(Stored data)
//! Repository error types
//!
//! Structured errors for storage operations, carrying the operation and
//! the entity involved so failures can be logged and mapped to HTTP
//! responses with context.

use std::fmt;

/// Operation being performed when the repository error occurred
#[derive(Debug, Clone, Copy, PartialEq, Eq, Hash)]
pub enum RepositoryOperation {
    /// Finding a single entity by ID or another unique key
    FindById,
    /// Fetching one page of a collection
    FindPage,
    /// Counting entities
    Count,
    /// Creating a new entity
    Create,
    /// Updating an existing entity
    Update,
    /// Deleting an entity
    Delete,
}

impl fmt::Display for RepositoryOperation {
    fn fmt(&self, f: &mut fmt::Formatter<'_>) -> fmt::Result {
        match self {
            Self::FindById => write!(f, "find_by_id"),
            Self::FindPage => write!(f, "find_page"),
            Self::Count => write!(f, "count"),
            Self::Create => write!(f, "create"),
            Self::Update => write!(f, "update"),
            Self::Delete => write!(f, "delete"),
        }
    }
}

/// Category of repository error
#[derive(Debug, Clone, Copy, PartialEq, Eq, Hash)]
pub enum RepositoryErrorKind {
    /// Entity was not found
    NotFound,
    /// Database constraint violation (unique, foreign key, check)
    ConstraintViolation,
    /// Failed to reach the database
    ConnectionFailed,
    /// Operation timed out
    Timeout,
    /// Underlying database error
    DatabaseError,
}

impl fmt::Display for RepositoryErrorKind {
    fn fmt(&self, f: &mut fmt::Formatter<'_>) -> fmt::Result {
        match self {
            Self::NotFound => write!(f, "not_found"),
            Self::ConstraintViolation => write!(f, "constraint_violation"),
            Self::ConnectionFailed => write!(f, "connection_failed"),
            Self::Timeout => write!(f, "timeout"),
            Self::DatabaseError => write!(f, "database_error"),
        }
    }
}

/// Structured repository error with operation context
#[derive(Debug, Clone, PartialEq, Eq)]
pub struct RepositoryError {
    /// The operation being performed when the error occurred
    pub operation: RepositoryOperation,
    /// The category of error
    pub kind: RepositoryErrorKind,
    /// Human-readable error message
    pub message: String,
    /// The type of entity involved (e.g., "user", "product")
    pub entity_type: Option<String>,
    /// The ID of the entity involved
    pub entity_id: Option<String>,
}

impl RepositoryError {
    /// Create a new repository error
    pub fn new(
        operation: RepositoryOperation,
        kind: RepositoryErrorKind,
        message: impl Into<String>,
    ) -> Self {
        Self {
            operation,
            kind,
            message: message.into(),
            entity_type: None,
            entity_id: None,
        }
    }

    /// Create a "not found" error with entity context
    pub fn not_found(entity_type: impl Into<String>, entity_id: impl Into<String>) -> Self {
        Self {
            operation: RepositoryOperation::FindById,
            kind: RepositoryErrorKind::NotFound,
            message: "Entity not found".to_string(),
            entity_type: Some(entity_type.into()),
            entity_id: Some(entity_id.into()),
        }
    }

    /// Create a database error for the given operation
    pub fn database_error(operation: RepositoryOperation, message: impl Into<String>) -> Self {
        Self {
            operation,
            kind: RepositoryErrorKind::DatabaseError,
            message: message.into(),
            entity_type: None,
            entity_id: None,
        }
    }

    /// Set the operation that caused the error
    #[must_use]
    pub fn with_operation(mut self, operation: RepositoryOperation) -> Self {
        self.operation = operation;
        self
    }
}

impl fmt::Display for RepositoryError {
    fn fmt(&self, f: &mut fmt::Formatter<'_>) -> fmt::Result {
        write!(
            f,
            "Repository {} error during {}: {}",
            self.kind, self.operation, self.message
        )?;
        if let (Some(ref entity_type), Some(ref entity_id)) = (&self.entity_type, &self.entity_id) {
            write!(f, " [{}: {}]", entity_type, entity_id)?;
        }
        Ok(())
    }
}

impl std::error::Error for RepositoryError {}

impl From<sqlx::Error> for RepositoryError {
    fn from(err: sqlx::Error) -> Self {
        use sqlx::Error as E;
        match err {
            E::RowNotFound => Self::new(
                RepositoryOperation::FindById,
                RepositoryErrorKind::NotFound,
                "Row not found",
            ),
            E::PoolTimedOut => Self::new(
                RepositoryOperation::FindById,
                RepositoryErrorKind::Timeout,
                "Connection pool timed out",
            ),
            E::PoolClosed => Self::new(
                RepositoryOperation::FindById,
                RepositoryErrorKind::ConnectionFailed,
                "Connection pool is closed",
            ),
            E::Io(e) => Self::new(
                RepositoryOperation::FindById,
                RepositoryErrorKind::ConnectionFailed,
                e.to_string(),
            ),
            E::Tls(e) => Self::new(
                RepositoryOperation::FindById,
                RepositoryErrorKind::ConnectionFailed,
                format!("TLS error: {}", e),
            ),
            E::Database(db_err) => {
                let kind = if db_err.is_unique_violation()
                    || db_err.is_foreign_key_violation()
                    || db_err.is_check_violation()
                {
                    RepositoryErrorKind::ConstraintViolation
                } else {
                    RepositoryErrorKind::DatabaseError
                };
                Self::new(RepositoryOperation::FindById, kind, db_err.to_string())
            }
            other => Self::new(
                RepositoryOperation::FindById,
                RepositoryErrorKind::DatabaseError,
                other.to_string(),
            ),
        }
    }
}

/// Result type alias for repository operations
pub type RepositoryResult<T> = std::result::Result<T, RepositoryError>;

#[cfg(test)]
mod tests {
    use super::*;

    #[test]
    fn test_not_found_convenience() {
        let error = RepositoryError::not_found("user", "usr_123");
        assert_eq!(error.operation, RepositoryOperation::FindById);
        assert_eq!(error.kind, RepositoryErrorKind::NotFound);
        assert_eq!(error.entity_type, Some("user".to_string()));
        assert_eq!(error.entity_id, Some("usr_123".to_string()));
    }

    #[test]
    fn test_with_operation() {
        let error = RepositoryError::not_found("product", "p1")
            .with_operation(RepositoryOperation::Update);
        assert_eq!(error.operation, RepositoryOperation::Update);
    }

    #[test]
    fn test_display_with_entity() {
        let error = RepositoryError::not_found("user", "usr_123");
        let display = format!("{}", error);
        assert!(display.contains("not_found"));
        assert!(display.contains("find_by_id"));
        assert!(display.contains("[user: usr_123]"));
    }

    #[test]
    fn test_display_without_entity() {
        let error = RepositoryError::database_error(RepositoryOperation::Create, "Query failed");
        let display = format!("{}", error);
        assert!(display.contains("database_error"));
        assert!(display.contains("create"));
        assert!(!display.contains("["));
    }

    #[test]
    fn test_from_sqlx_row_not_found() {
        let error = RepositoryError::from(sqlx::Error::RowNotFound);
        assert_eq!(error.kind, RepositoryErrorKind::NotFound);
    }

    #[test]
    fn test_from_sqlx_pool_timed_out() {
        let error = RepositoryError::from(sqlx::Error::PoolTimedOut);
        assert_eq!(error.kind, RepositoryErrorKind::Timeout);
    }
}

## AIM OF THE EXERCISE
The records are given above. Copy each line in them that holds "Some".

## EXERCISE OUTPUT
            entity_type: Some(entity_type.into()),
            entity_id: Some(entity_id.into()),
        if let (Some(ref entity_type), Some(ref entity_id)) = (&self.entity_type, &self.entity_id) {
        assert_eq!(error.entity_type, Some("user".to_string()));
        assert_eq!(error.entity_id, Some("usr_123".to_string()));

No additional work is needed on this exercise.